The shutdowns also led the USA government to tap its strategic oil reserves for the first time in five years on Thursday, releasing 500,000 barrels of crude to a working refinery in Louisiana. With the US crude overhang from Harvey poised to exceed 40 million barrels, near-dated Brent spreads could weaken and prices for the global benchmark could fall to $47 a barrel.
They now trade at $50.80 and $45.90 per barrel respectively.
“The current steep recovery follows yesterday’s steep drop”. USA crude was down 20 cents at $46.24 a barrel on Wednesday. It had fallen by just over 2 percent in the previous session.
“With U.S. continuously pumping more output, we expect the temporary impact of falling inventory to fade away in the upcoming months, thereby delaying market rebalance”, said Rahul Prithiani, director at CRISIL Research. Commodities strategists at Bank of America Merrill Lynchworry that it could happen again, with the global benchmark getting dragged down by the impact of Tropical Storm Harvey on USA crude prices.

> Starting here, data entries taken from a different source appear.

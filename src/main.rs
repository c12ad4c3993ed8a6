mod augment;
mod commands;

use clap::{Parser, Subcommand};
use commands::feature::{self, CliFeatureOpts};

#[derive(Parser)]
#[command(
    name = "cqrsgen",
    version,
    about = "CQRS code generator — scaffold features and wire controller endpoints"
)]
struct Cli {
    #[command(subcommand)]
    command: Commands,
}

#[derive(Subcommand)]
enum Commands {
    /// Add generated code to the current solution
    Add {
        #[command(subcommand)]
        kind: AddKind,
    },
}

#[derive(Subcommand)]
enum AddKind {
    /// Generate a feature: command/query, handler, request/response, optional endpoint
    Feature {
        /// Feature name (e.g. QrSale)
        name: String,
        /// Feature type: command or query
        #[arg(long = "type")]
        feature_type: Option<String>,
        /// Controller to wire an endpoint into (e.g. Sale)
        #[arg(long = "ep")]
        endpoint: Option<String>,
        /// Project name override (e.g. Acme.Payments.Application)
        #[arg(long)]
        project_name: Option<String>,
        /// Request properties (e.g. 'Name:string,Age:int')
        #[arg(long = "prop-req")]
        prop_req: Option<String>,
        /// Response properties (e.g. 'Name:string,Age:int')
        #[arg(long = "prop-resp")]
        prop_resp: Option<String>,
        /// Skip validator generation
        #[arg(long)]
        no_validator: bool,
        /// Never prompt; use defaults for unspecified options
        #[arg(long)]
        no_interactive: bool,
    },
}

fn main() {
    let cli = Cli::parse();

    let result = match cli.command {
        Commands::Add { kind } => match kind {
            AddKind::Feature {
                name,
                feature_type,
                endpoint,
                project_name,
                prop_req,
                prop_resp,
                no_validator,
                no_interactive,
            } => feature::run(
                &name,
                CliFeatureOpts {
                    feature_type,
                    endpoint,
                    project_name,
                    prop_req,
                    prop_resp,
                    no_validator,
                    no_interactive,
                },
            ),
        },
    };

    if let Err(e) = result {
        eprintln!("{}", colored::Colorize::red(format!("Error: {e}").as_str()));
        std::process::exit(1);
    }
}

Gasoline inventories rose by 476,000 barrels for the week ending August 25. They are now 14.5 percent below the record levels hit in March.
Others saw potential for operational refineries to delay typical September seasonal maintenance to benefit from high prices.

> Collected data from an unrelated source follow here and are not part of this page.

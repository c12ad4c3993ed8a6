//! C# source templates for the generated feature files.
//!
//! Namespaces derive from the application layer's directory name
//! (e.g. `Acme.Payments.Application`); the base solution name is that
//! name minus the `.Application` suffix.

use super::{properties_block, PropertyDefinition};

fn base_name(project_name: &str) -> String {
    project_name.replace(".Application", "")
}

pub fn command(project_name: &str, feature: &str) -> String {
    let base = base_name(project_name);
    format!(
        r#"using {base}.Infrastructure.CQRS.Concrete;
using {base}.Abstraction.{feature}.Response;

namespace {project_name}.{feature}.Commands;

public class {feature}Command : ApiCommand<{feature}Response>
{{
}}
"#
    )
}

pub fn command_handler(project_name: &str, feature: &str) -> String {
    let base = base_name(project_name);
    format!(
        r#"using {base}.Infrastructure.CQRS.Concrete;
using {base}.Abstraction.{feature}.Response;

namespace {project_name}.{feature}.Commands;

public class {feature}CommandHandler : ApiCommandHandler<{feature}Command, {feature}Response>
{{
    public override async Task<{feature}Response?> Handle({feature}Command request, CancellationToken cancellationToken)
    {{
        // TODO: Add your business logic here.
        return new {feature}Response();
    }}
}}
"#
    )
}

pub fn command_validator(project_name: &str, feature: &str) -> String {
    let base = base_name(project_name);
    format!(
        r#"using {base}.Infrastructure.Validation.Concrete;

namespace {project_name}.{feature}.Commands;

public class {feature}CommandValidator : ApiValidator<{feature}Command>
{{
    public {feature}CommandValidator()
    {{
    }}
}}
"#
    )
}

pub fn query(project_name: &str, feature: &str) -> String {
    let base = base_name(project_name);
    format!(
        r#"using {base}.Infrastructure.CQRS.Concrete;
using {base}.Abstraction.{feature}.Response;

namespace {project_name}.{feature}.Queries;

public class {feature}Query : ApiQuery<{feature}Response>
{{
}}
"#
    )
}

pub fn query_handler(project_name: &str, feature: &str) -> String {
    let base = base_name(project_name);
    format!(
        r#"using {base}.Infrastructure.CQRS.Concrete;
using {base}.Abstraction.{feature}.Response;

namespace {project_name}.{feature}.Queries;

public class {feature}QueryHandler : ApiQueryHandler<{feature}Query, {feature}Response>
{{
    public override async Task<{feature}Response?> Handle({feature}Query request, CancellationToken cancellationToken)
    {{
        // TODO: Add your business logic here.
        return new {feature}Response();
    }}
}}
"#
    )
}

pub fn query_validator(project_name: &str, feature: &str) -> String {
    let base = base_name(project_name);
    format!(
        r#"using {base}.Infrastructure.Validation.Concrete;

namespace {project_name}.{feature}.Queries;

public class {feature}QueryValidator : ApiValidator<{feature}Query>
{{
    public {feature}QueryValidator()
    {{
    }}
}}
"#
    )
}

pub fn request(project_name: &str, feature: &str, props: &[PropertyDefinition]) -> String {
    let base = base_name(project_name);
    let properties = properties_block(props);
    format!(
        r#"namespace {base}.Abstraction.{feature}.Request;

public class {feature}Request
{{{properties}}}
"#
    )
}

pub fn response(project_name: &str, feature: &str, props: &[PropertyDefinition]) -> String {
    let base = base_name(project_name);
    let properties = properties_block(props);
    format!(
        r#"namespace {base}.Abstraction.{feature}.Response;

public class {feature}Response
{{{properties}}}
"#
    )
}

“Hence, the negative impact on crude oil demand and oil product supply might be less severe than feared”.
At the same time, the amount of crude entered into refineries reached a record high of 17.73 million bpd, the data showed.
“We believe the focus is set to shift away from USA crude inventory draws, not least as these withdrawals are less likely to continue, because of the coming seasonal soft patch and wrap-up of the driving season”, said Norbert Rucker, head of commodity research at Swiss bank Julius Baer. “But by the end of September I expect the situation to be nearly back to normal”, said Frank Schallenberger, head of commodity research at LBBW. The withdrawal in USA crude stocks is seen accelerating the market rebalancing targeted by the OPEC production cuts initiated earlier in the year, analysts said.